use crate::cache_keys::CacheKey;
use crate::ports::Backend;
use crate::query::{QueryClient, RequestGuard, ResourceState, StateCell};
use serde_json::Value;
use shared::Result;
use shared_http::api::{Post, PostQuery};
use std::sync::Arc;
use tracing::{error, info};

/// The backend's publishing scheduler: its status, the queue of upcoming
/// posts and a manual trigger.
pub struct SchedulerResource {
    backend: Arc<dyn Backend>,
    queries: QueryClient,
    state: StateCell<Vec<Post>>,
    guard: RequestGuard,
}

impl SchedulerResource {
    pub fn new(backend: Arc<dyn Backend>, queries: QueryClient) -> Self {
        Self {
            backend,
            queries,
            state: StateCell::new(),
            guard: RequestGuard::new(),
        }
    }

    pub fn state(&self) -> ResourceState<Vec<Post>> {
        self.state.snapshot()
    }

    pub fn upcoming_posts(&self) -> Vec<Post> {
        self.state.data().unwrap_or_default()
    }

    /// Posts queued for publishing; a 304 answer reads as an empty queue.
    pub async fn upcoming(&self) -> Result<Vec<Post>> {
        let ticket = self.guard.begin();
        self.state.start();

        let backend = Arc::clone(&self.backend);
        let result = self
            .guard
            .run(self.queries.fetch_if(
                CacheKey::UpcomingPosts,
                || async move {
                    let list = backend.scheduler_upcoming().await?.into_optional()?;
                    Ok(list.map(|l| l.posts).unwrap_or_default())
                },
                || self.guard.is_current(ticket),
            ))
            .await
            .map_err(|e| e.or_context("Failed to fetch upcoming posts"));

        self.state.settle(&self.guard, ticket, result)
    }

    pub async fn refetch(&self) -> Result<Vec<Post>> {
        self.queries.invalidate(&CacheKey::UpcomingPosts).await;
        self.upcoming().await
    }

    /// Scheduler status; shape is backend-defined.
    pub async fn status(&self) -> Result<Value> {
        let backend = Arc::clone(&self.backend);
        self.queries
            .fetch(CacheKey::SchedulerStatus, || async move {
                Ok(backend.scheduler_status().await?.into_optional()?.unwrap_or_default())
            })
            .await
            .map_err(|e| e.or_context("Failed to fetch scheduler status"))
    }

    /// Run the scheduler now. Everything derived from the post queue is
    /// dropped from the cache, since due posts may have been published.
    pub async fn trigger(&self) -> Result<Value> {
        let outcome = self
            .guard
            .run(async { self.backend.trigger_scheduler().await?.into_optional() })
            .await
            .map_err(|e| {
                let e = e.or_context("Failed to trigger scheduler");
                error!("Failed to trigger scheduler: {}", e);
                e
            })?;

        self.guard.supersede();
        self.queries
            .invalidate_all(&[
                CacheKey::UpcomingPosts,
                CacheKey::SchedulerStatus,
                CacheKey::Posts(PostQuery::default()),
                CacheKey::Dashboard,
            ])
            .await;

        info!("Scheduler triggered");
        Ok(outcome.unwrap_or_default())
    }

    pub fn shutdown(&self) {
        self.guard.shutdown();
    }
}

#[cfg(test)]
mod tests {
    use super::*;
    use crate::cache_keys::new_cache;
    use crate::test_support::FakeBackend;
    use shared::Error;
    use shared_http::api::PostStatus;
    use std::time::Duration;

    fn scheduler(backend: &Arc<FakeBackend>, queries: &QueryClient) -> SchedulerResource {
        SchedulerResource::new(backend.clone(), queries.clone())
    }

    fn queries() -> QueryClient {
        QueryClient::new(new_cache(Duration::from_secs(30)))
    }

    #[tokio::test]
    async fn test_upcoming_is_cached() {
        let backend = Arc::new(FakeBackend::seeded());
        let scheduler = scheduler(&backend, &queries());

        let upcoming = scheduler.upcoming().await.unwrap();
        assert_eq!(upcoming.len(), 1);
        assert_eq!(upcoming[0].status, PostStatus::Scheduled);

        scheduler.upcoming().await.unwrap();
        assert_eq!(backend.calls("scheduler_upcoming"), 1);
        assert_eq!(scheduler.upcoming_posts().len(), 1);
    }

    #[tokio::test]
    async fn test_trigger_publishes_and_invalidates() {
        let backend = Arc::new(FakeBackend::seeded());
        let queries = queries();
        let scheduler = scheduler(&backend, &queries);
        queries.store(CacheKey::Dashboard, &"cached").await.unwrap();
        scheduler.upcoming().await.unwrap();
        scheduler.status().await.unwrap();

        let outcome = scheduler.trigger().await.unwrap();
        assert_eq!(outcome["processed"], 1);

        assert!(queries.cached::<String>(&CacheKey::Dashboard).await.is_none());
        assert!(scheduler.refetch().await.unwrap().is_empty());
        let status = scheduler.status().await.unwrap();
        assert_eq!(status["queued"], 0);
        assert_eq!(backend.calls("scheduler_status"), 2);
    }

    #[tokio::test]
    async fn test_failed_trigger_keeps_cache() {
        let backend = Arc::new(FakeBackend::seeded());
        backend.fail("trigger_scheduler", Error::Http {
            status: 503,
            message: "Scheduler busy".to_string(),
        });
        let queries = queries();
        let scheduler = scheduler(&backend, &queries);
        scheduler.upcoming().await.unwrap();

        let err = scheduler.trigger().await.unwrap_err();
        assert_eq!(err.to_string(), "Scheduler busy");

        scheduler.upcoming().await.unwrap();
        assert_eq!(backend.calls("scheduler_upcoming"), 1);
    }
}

How to complete this task: The full data, repeated exactly, is the only acceptable output.

Problem solution:
use crate::cache_keys::CacheKey;
use crate::ports::Backend;
use crate::query::{QueryClient, RequestGuard, ResourceState, StateCell};
use serde_json::Value;
use shared::Result;
use shared_http::api::{Post, PostQuery};
use std::sync::Arc;
use tracing::{error, info};

/// The backend's publishing scheduler: its status, the queue of upcoming
/// posts and a manual trigger.
pub struct SchedulerResource {
    backend: Arc<dyn Backend>,
    queries: QueryClient,
    state: StateCell<Vec<Post>>,
    guard: RequestGuard,
}

impl SchedulerResource {
    pub fn new(backend: Arc<dyn Backend>, queries: QueryClient) -> Self {
        Self {
            backend,
            queries,
            state: StateCell::new(),
            guard: RequestGuard::new(),
        }
    }

    pub fn state(&self) -> ResourceState<Vec<Post>> {
        self.state.snapshot()
    }

    pub fn upcoming_posts(&self) -> Vec<Post> {
        self.state.data().unwrap_or_default()
    }

    /// Posts queued for publishing; a 304 answer reads as an empty queue.
    pub async fn upcoming(&self) -> Result<Vec<Post>> {
        let ticket = self.guard.begin();
        self.state.start();

        let backend = Arc::clone(&self.backend);
        let result = self
            .guard
            .run(self.queries.fetch_if(
                CacheKey::UpcomingPosts,
                || async move {
                    let list = backend.scheduler_upcoming().await?.into_optional()?;
                    Ok(list.map(|l| l.posts).unwrap_or_default())
                },
                || self.guard.is_current(ticket),
            ))
            .await
            .map_err(|e| e.or_context("Failed to fetch upcoming posts"));

        self.state.settle(&self.guard, ticket, result)
    }

    pub async fn refetch(&self) -> Result<Vec<Post>> {
        self.queries.invalidate(&CacheKey::UpcomingPosts).await;
        self.upcoming().await
    }

    /// Scheduler status; shape is backend-defined.
    pub async fn status(&self) -> Result<Value> {
        let backend = Arc::clone(&self.backend);
        self.queries
            .fetch(CacheKey::SchedulerStatus, || async move {
                Ok(backend.scheduler_status().await?.into_optional()?.unwrap_or_default())
            })
            .await
            .map_err(|e| e.or_context("Failed to fetch scheduler status"))
    }

    /// Run the scheduler now. Everything derived from the post queue is
    /// dropped from the cache, since due posts may have been published.
    pub async fn trigger(&self) -> Result<Value> {
        let outcome = self
            .guard
            .run(async { self.backend.trigger_scheduler().await?.into_optional() })
            .await
            .map_err(|e| {
                let e = e.or_context("Failed to trigger scheduler");
                error!("Failed to trigger scheduler: {}", e);
                e
            })?;

        self.guard.supersede();
        self.queries
            .invalidate_all(&[
                CacheKey::UpcomingPosts,
                CacheKey::SchedulerStatus,
                CacheKey::Posts(PostQuery::default()),
                CacheKey::Dashboard,
            ])
            .await;

        info!("Scheduler triggered");
        Ok(outcome.unwrap_or_default())
    }

    pub fn shutdown(&self) {
        self.guard.shutdown();
    }
}

#[cfg(test)]
mod tests {
    use super::*;
    use crate::cache_keys::new_cache;
    use crate::test_support::FakeBackend;
    use shared::Error;
    use shared_http::api::PostStatus;
    use std::time::Duration;

    fn scheduler(backend: &Arc<FakeBackend>, queries: &QueryClient) -> SchedulerResource {
        SchedulerResource::new(backend.clone(), queries.clone())
    }

    fn queries() -> QueryClient {
        QueryClient::new(new_cache(Duration::from_secs(30)))
    }

    #[tokio::test]
    async fn test_upcoming_is_cached() {
        let backend = Arc::new(FakeBackend::seeded());
        let scheduler = scheduler(&backend, &queries());

        let upcoming = scheduler.upcoming().await.unwrap();
        assert_eq!(upcoming.len(), 1);
        assert_eq!(upcoming[0].status, PostStatus::Scheduled);

        scheduler.upcoming().await.unwrap();
        assert_eq!(backend.calls("scheduler_upcoming"), 1);
        assert_eq!(scheduler.upcoming_posts().len(), 1);
    }

    #[tokio::test]
    async fn test_trigger_publishes_and_invalidates() {
        let backend = Arc::new(FakeBackend::seeded());
        let queries = queries();
        let scheduler = scheduler(&backend, &queries);
        queries.store(CacheKey::Dashboard, &"cached").await.unwrap();
        scheduler.upcoming().await.unwrap();
        scheduler.status().await.unwrap();

        let outcome = scheduler.trigger().await.unwrap();
        assert_eq!(outcome["processed"], 1);

        assert!(queries.cached::<String>(&CacheKey::Dashboard).await.is_none());
        assert!(scheduler.refetch().await.unwrap().is_empty());
        let status = scheduler.status().await.unwrap();
        assert_eq!(status["queued"], 0);
        assert_eq!(backend.calls("scheduler_status"), 2);
    }

    #[tokio::test]
    async fn test_failed_trigger_keeps_cache() {
        let backend = Arc::new(FakeBackend::seeded());
        backend.fail("trigger_scheduler", Error::Http {
            status: 503,
            message: "Scheduler busy".to_string(),
        });
        let queries = queries();
        let scheduler = scheduler(&backend, &queries);
        scheduler.upcoming().await.unwrap();

        let err = scheduler.trigger().await.unwrap_err();
        assert_eq!(err.to_string(), "Scheduler busy");

        scheduler.upcoming().await.unwrap();
        assert_eq!(backend.calls("scheduler_upcoming"), 1);
    }
}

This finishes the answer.